## INPUT MATERIAL
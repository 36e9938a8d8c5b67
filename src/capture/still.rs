use super::CaptureSource;
use anyhow::{bail, Result};
use image::RgbImage;
use std::collections::VecDeque;

/// Frames from memory: plays a queue, then keeps returning the last frame.
///
/// Stands in for a camera when driving a session from stills.
#[derive(Debug, Default)]
pub struct StillFrames {
    queue: VecDeque<RgbImage>,
    last: Option<RgbImage>,
}

impl StillFrames {
    pub fn new(frames: impl IntoIterator<Item = RgbImage>) -> Self {
        Self {
            queue: frames.into_iter().collect(),
            last: None,
        }
    }
}

impl CaptureSource for StillFrames {
    fn capture_frame(&mut self) -> Result<RgbImage> {
        if let Some(frame) = self.queue.pop_front() {
            self.last = Some(frame.clone());
            return Ok(frame);
        }
        match &self.last {
            Some(frame) => Ok(frame.clone()),
            None => bail!("no frames available"),
        }
    }

    fn resolution(&self) -> (u32, u32) {
        self.queue
            .front()
            .or(self.last.as_ref())
            .map(|f| f.dimensions())
            .unwrap_or((0, 0))
    }
}

#[cfg(test)]
mod tests {
    use super::*;

    #[test]
    fn plays_queue_then_repeats_last() {
        let mut src = StillFrames::new([RgbImage::new(2, 2), RgbImage::new(3, 1)]);
        assert_eq!(src.resolution(), (2, 2));
        assert_eq!(src.capture_frame().unwrap().dimensions(), (2, 2));
        assert_eq!(src.capture_frame().unwrap().dimensions(), (3, 1));
        assert_eq!(src.capture_frame().unwrap().dimensions(), (3, 1));
        assert_eq!(src.resolution(), (3, 1));
    }

    #[test]
    fn empty_source_errors() {
        assert!(StillFrames::default().capture_frame().is_err());
    }
}
use crate::error::{GroupShotError, GroupShotResult};

/// Radius of the mask softening kernel, in pixels.
pub const DEFAULT_BLUR_RADIUS: u32 = 2;

/// Largest accepted blur radius. The kernel holds `2 * radius + 1` weights.
pub const MAX_BLUR_RADIUS: u32 = 64;

/// Settings for turning a frame plus mask into a person layer.
///
/// Both steps are optional: a radius of 0 disables softening and
/// brightness/contrast of 1.0 leave colors untouched.
#[derive(Debug, Clone, Copy, PartialEq)]
pub struct ExtractorSettings {
    pub blur_radius: u32,
    /// Gaussian sigma; `None` derives it from the radius.
    pub blur_sigma: Option<f32>,
    pub brightness: f32,
    pub contrast: f32,
}

impl Default for ExtractorSettings {
    fn default() -> Self {
        Self {
            blur_radius: DEFAULT_BLUR_RADIUS,
            blur_sigma: None,
            brightness: 1.0,
            contrast: 1.0,
        }
    }
}

impl ExtractorSettings {
    /// No softening, no tone adjustment.
    pub fn passthrough() -> Self {
        Self {
            blur_radius: 0,
            blur_sigma: None,
            brightness: 1.0,
            contrast: 1.0,
        }
    }

    pub fn sigma(&self) -> f32 {
        self.blur_sigma
            .unwrap_or_else(|| (self.blur_radius as f32 / 2.0).max(0.5))
    }

    pub fn adjusts_tone(&self) -> bool {
        self.brightness != 1.0 || self.contrast != 1.0
    }

    pub fn validate(&self) -> GroupShotResult<()> {
        if self.blur_radius > MAX_BLUR_RADIUS {
            return Err(GroupShotError::settings(format!(
                "blur radius {} exceeds {}",
                self.blur_radius, MAX_BLUR_RADIUS
            )));
        }
        let sigma = self.sigma();
        if !sigma.is_finite() || sigma <= 0.0 {
            return Err(GroupShotError::settings("blur sigma must be > 0"));
        }
        if !self.brightness.is_finite() || self.brightness < 0.0 {
            return Err(GroupShotError::settings("brightness must be >= 0"));
        }
        if !self.contrast.is_finite() || self.contrast < 0.0 {
            return Err(GroupShotError::settings("contrast must be >= 0"));
        }
        Ok(())
    }
}

#[cfg(test)]
mod tests {
    use super::*;

    #[test]
    fn defaults_are_valid() {
        assert!(ExtractorSettings::default().validate().is_ok());
        assert!(ExtractorSettings::passthrough().validate().is_ok());
        assert!(!ExtractorSettings::default().adjusts_tone());
    }

    #[test]
    fn rejects_bad_values() {
        let mut s = ExtractorSettings::default();
        s.brightness = f32::NAN;
        assert!(s.validate().is_err());

        let mut s = ExtractorSettings::default();
        s.contrast = -0.5;
        assert!(s.validate().is_err());

        let mut s = ExtractorSettings::default();
        s.blur_sigma = Some(0.0);
        assert!(s.validate().is_err());
    }

    #[test]
    fn rejects_oversized_blur_radius() {
        for radius in [MAX_BLUR_RADIUS + 1, 1 << 31, u32::MAX] {
            let s = ExtractorSettings {
                blur_radius: radius,
                ..ExtractorSettings::default()
            };
            assert!(
                matches!(s.validate(), Err(GroupShotError::InvalidSettings(_))),
                "radius {radius} accepted"
            );
        }

        let s = ExtractorSettings {
            blur_radius: MAX_BLUR_RADIUS,
            ..ExtractorSettings::default()
        };
        assert!(s.validate().is_ok());
    }

    #[test]
    fn sigma_follows_radius() {
        let s = ExtractorSettings {
            blur_radius: 6,
            ..ExtractorSettings::default()
        };
        assert_eq!(s.sigma(), 3.0);
    }
}
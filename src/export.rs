use anyhow::{Context, Result};
use image::codecs::jpeg::JpegEncoder;
use image::codecs::png::PngEncoder;
use image::{ExtendedColorType, ImageEncoder, RgbImage};
use std::path::Path;

/// File name the finished group photo is saved under by default.
pub const DEFAULT_EXPORT_NAME: &str = "ScattoGo_Pro_Final.png";

/// Serializes a rendered composite.
pub trait Exporter {
    fn export(&self, image: &RgbImage) -> Result<Vec<u8>>;

    /// File extension, without the dot
    fn extension(&self) -> &'static str;
}

#[derive(Debug, Clone, Copy, Default)]
pub struct PngExporter;

impl Exporter for PngExporter {
    fn export(&self, image: &RgbImage) -> Result<Vec<u8>> {
        let mut bytes = Vec::new();
        let (width, height) = image.dimensions();
        PngEncoder::new(&mut bytes)
            .write_image(image.as_raw(), width, height, ExtendedColorType::Rgb8)
            .context("Failed to encode PNG")?;
        Ok(bytes)
    }

    fn extension(&self) -> &'static str {
        "png"
    }
}

#[derive(Debug, Clone, Copy)]
pub struct JpegExporter {
    pub quality: u8,
}

impl Default for JpegExporter {
    fn default() -> Self {
        Self { quality: 92 }
    }
}

impl Exporter for JpegExporter {
    fn export(&self, image: &RgbImage) -> Result<Vec<u8>> {
        let mut bytes = Vec::new();
        let (width, height) = image.dimensions();
        JpegEncoder::new_with_quality(&mut bytes, self.quality)
            .write_image(image.as_raw(), width, height, ExtendedColorType::Rgb8)
            .context("Failed to encode JPEG")?;
        Ok(bytes)
    }

    fn extension(&self) -> &'static str {
        "jpg"
    }
}

/// Pick an exporter from the output file's extension, PNG by default.
pub fn exporter_for_path(path: &Path) -> Box<dyn Exporter> {
    match path
        .extension()
        .and_then(|e| e.to_str())
        .map(str::to_ascii_lowercase)
        .as_deref()
    {
        Some("jpg") | Some("jpeg") => Box::new(JpegExporter::default()),
        _ => Box::new(PngExporter),
    }
}

pub fn save(path: &Path, bytes: &[u8]) -> Result<()> {
    std::fs::write(path, bytes).with_context(|| format!("Failed to write {}", path.display()))?;
    tracing::info!("Saved {} ({} bytes)", path.display(), bytes.len());
    Ok(())
}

## WHAT TO DO
Each line of the listing must be transcribed precisely as it appears.

## RESPONSE BOX
repository 36e9938a8d8c5b67
filename src/capture/still.rs
use super::CaptureSource;
use anyhow::{bail, Result};
use image::RgbImage;
use std::collections::VecDeque;

/// Frames from memory: plays a queue, then keeps returning the last frame.
///
/// Stands in for a camera when driving a session from stills.
#[derive(Debug, Default)]
pub struct StillFrames {
    queue: VecDeque<RgbImage>,
    last: Option<RgbImage>,
}

impl StillFrames {
    pub fn new(frames: impl IntoIterator<Item = RgbImage>) -> Self {
        Self {
            queue: frames.into_iter().collect(),
            last: None,
        }
    }
}

impl CaptureSource for StillFrames {
    fn capture_frame(&mut self) -> Result<RgbImage> {
        if let Some(frame) = self.queue.pop_front() {
            self.last = Some(frame.clone());
            return Ok(frame);
        }
        match &self.last {
            Some(frame) => Ok(frame.clone()),
            None => bail!("no frames available"),
        }
    }

    fn resolution(&self) -> (u32, u32) {
        self.queue
            .front()
            .or(self.last.as_ref())
            .map(|f| f.dimensions())
            .unwrap_or((0, 0))
    }
}

#[cfg(test)]
mod tests {
    use super::*;

    #[test]
    fn plays_queue_then_repeats_last() {
        let mut src = StillFrames::new([RgbImage::new(2, 2), RgbImage::new(3, 1)]);
        assert_eq!(src.resolution(), (2, 2));
        assert_eq!(src.capture_frame().unwrap().dimensions(), (2, 2));
        assert_eq!(src.capture_frame().unwrap().dimensions(), (3, 1));
        assert_eq!(src.capture_frame().unwrap().dimensions(), (3, 1));
        assert_eq!(src.resolution(), (3, 1));
    }

    #[test]
    fn empty_source_errors() {
        assert!(StillFrames::default().capture_frame().is_err());
    }
}
use crate::error::{GroupShotError, GroupShotResult};

/// Radius of the mask softening kernel, in pixels.
pub const DEFAULT_BLUR_RADIUS: u32 = 2;

/// Largest accepted blur radius. The kernel holds `2 * radius + 1` weights.
pub const MAX_BLUR_RADIUS: u32 = 64;

/// Settings for turning a frame plus mask into a person layer.
///
/// Both steps are optional: a radius of 0 disables softening and
/// brightness/contrast of 1.0 leave colors untouched.
#[derive(Debug, Clone, Copy, PartialEq)]
pub struct ExtractorSettings {
    pub blur_radius: u32,
    /// Gaussian sigma; `None` derives it from the radius.
    pub blur_sigma: Option<f32>,
    pub brightness: f32,
    pub contrast: f32,
}

impl Default for ExtractorSettings {
    fn default() -> Self {
        Self {
            blur_radius: DEFAULT_BLUR_RADIUS,
            blur_sigma: None,
            brightness: 1.0,
            contrast: 1.0,
        }
    }
}

impl ExtractorSettings {
    /// No softening, no tone adjustment.
    pub fn passthrough() -> Self {
        Self {
            blur_radius: 0,
            blur_sigma: None,
            brightness: 1.0,
            contrast: 1.0,
        }
    }

    pub fn sigma(&self) -> f32 {
        self.blur_sigma
            .unwrap_or_else(|| (self.blur_radius as f32 / 2.0).max(0.5))
    }

    pub fn adjusts_tone(&self) -> bool {
        self.brightness != 1.0 || self.contrast != 1.0
    }

    pub fn validate(&self) -> GroupShotResult<()> {
        if self.blur_radius > MAX_BLUR_RADIUS {
            return Err(GroupShotError::settings(format!(
                "blur radius {} exceeds {}",
                self.blur_radius, MAX_BLUR_RADIUS
            )));
        }
        let sigma = self.sigma();
        if !sigma.is_finite() || sigma <= 0.0 {
            return Err(GroupShotError::settings("blur sigma must be > 0"));
        }
        if !self.brightness.is_finite() || self.brightness < 0.0 {
            return Err(GroupShotError::settings("brightness must be >= 0"));
        }
        if !self.contrast.is_finite() || self.contrast < 0.0 {
            return Err(GroupShotError::settings("contrast must be >= 0"));
        }
        Ok(())
    }
}

#[cfg(test)]
mod tests {
    use super::*;

    #[test]
    fn defaults_are_valid() {
        assert!(ExtractorSettings::default().validate().is_ok());
        assert!(ExtractorSettings::passthrough().validate().is_ok());
        assert!(!ExtractorSettings::default().adjusts_tone());
    }

    #[test]
    fn rejects_bad_values() {
        let mut s = ExtractorSettings::default();
        s.brightness = f32::NAN;
        assert!(s.validate().is_err());

        let mut s = ExtractorSettings::default();
        s.contrast = -0.5;
        assert!(s.validate().is_err());

        let mut s = ExtractorSettings::default();
        s.blur_sigma = Some(0.0);
        assert!(s.validate().is_err());
    }

    #[test]
    fn rejects_oversized_blur_radius() {
        for radius in [MAX_BLUR_RADIUS + 1, 1 << 31, u32::MAX] {
            let s = ExtractorSettings {
                blur_radius: radius,
                ..ExtractorSettings::default()
            };
            assert!(
                matches!(s.validate(), Err(GroupShotError::InvalidSettings(_))),
                "radius {radius} accepted"
            );
        }

        let s = ExtractorSettings {
            blur_radius: MAX_BLUR_RADIUS,
            ..ExtractorSettings::default()
        };
        assert!(s.validate().is_ok());
    }

    #[test]
    fn sigma_follows_radius() {
        let s = ExtractorSettings {
            blur_radius: 6,
            ..ExtractorSettings::default()
        };
        assert_eq!(s.sigma(), 3.0);
    }
}
filename src/export.rs
use anyhow::{Context, Result};
use image::codecs::jpeg::JpegEncoder;
use image::codecs::png::PngEncoder;
use image::{ExtendedColorType, ImageEncoder, RgbImage};
use std::path::Path;

/// File name the finished group photo is saved under by default.
pub const DEFAULT_EXPORT_NAME: &str = "ScattoGo_Pro_Final.png";

/// Serializes a rendered composite.
pub trait Exporter {
    fn export(&self, image: &RgbImage) -> Result<Vec<u8>>;

    /// File extension, without the dot
    fn extension(&self) -> &'static str;
}

#[derive(Debug, Clone, Copy, Default)]
pub struct PngExporter;

impl Exporter for PngExporter {
    fn export(&self, image: &RgbImage) -> Result<Vec<u8>> {
        let mut bytes = Vec::new();
        let (width, height) = image.dimensions();
        PngEncoder::new(&mut bytes)
            .write_image(image.as_raw(), width, height, ExtendedColorType::Rgb8)
            .context("Failed to encode PNG")?;
        Ok(bytes)
    }

    fn extension(&self) -> &'static str {
        "png"
    }
}

#[derive(Debug, Clone, Copy)]
pub struct JpegExporter {
    pub quality: u8,
}

impl Default for JpegExporter {
    fn default() -> Self {
        Self { quality: 92 }
    }
}

impl Exporter for JpegExporter {
    fn export(&self, image: &RgbImage) -> Result<Vec<u8>> {
        let mut bytes = Vec::new();
        let (width, height) = image.dimensions();
        JpegEncoder::new_with_quality(&mut bytes, self.quality)
            .write_image(image.as_raw(), width, height, ExtendedColorType::Rgb8)
            .context("Failed to encode JPEG")?;
        Ok(bytes)
    }

    fn extension(&self) -> &'static str {
        "jpg"
    }
}

/// Pick an exporter from the output file's extension, PNG by default.
pub fn exporter_for_path(path: &Path) -> Box<dyn Exporter> {
    match path
        .extension()
        .and_then(|e| e.to_str())
        .map(str::to_ascii_lowercase)
        .as_deref()
    {
        Some("jpg") | Some("jpeg") => Box::new(JpegExporter::default()),
        _ => Box::new(PngExporter),
    }
}

pub fn save(path: &Path, bytes: &[u8]) -> Result<()> {
    std::fs::write(path, bytes).with_context(|| format!("Failed to write {}", path.display()))?;
    tracing::info!("Saved {} ({} bytes)", path.display(), bytes.len());
    Ok(())
}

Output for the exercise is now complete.